Queen of Diamonds Summary
Ray, a tall, thin, fifteen-year-old, is visiting her Native American mother in the hospital. As the two play cards, Ray realizes that Christine, her mother, cheats in order to win. Ray also notices that her mother seems suddenly smaller, as though she had shrunk. The daughter thinks to herself that this hospital visit might be different, that Christine really might have a disease. Christine’s changed image, however, is a result of her husband’s having entered the room. Elgin, Ray’s father, is an African American who has not spoken to Ray in six months.
Although both Ray and Christine exhibit signs of hope that Elgin will stay, he says he has come to return his wife’s car. Christine begs him to keep the car in order to pick her up when she is released from the hospital, but Elgin declines. Christine grows furious in the face of Elgin’s indifference. Ray, who relates the story, understands that Christine expects Elgin to reconsider. Elgin backs out of the room and Ray flees too, to avoid her mother’s furor. Later, as she crosses the hospital parking lot, Ray sees someone trying to break into her mother’s car. Only after she karate-chops the would-be thief does Ray realize it is her mother in disguise.

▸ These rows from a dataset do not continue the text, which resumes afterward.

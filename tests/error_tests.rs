use dynlist::{DynList, DynListError};

fn sample() -> DynList<&'static str> {
    let mut list = DynList::new();
    list.push_back("A");
    list.push_back("B");
    list.push_back("C");
    list
}

fn snapshot(list: &DynList<&'static str>) -> (usize, usize, Vec<&'static str>) {
    let items = (0..list.len()).map(|i| *list.get(i).unwrap()).collect();
    (list.len(), list.capacity(), items)
}

#[test]
fn test_insert_index_beyond_len() {
    let mut list = sample();
    let before = snapshot(&list);

    assert_eq!(
        list.insert(4, "X"),
        Err(DynListError::IndexOutOfBounds {
            index: 4,
            length: 3
        })
    );
    assert_eq!(snapshot(&list), before); // failure must not mutate
}

#[test]
fn test_get_out_of_bounds() {
    let list = sample();

    assert_eq!(
        list.get(3),
        Err(DynListError::IndexOutOfBounds {
            index: 3,
            length: 3
        })
    );
}

#[test]
fn test_set_out_of_bounds() {
    let mut list = sample();
    let before = snapshot(&list);

    assert_eq!(
        list.set(7, "X"),
        Err(DynListError::IndexOutOfBounds {
            index: 7,
            length: 3
        })
    );
    assert_eq!(snapshot(&list), before);
}

#[test]
fn test_remove_out_of_bounds() {
    let mut list = sample();
    let before = snapshot(&list);

    assert_eq!(
        list.remove(3),
        Err(DynListError::IndexOutOfBounds {
            index: 3,
            length: 3
        })
    );
    assert_eq!(snapshot(&list), before);
}

#[test]
fn test_empty_list_operations() {
    let mut list: DynList<&str> = DynList::new();

    assert_eq!(list.front(), Err(DynListError::EmptyList));
    assert_eq!(list.back(), Err(DynListError::EmptyList));
    assert_eq!(list.pop_front(), Err(DynListError::EmptyList));
    assert_eq!(list.pop_back(), Err(DynListError::EmptyList));

    assert!(list.is_empty());
    assert_eq!(list.capacity(), 10);
}

#[test]
fn test_get_on_empty_list() {
    let list: DynList<u8> = DynList::new();

    assert_eq!(
        list.get(0),
        Err(DynListError::IndexOutOfBounds {
            index: 0,
            length: 0
        })
    );
}

#[test]
fn test_insert_at_zero_on_empty_list_is_valid() {
    let mut list = DynList::new();

    assert_eq!(list.insert(0, "A"), Ok(()));
    assert_eq!(list.len(), 1);
}

#[test]
fn test_error_display_messages() {
    let oob = DynListError::IndexOutOfBounds {
        index: 5,
        length: 2,
    };
    assert_eq!(
        oob.to_string(),
        "Index out of bounds: index 5 is beyond list length 2"
    );

    assert_eq!(
        DynListError::EmptyList.to_string(),
        "Operation attempted on an empty list"
    );
}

Christine tells Ray that the only thing she has that is worth anything is her car insurance, and because she has been reduced by Elgin to nothing, she plans to commit suicide so Ray can collect the benefits. Ray responds by calling Christine’s bluff. She tells her mother she is sure Christine is headed for Tacoma, where she always threatens to go when she is depressed, although she never actually goes.
Christine drives to Tacoma, accompanied by Ray, who refuses to remain behind. When they reach the park in Tacoma, Christine tries to get Ray out of the car, but Ray won’t move. She tells Christine, “You win. . . . Go for it. I just hope the policy is paid.” Christine hesitates, but turns her key in the ignition. Out of gas, the car will not start.
After a few awkward moments, Ray and her mother laugh at the irony and the futility of their situation, and walk together to a gas station.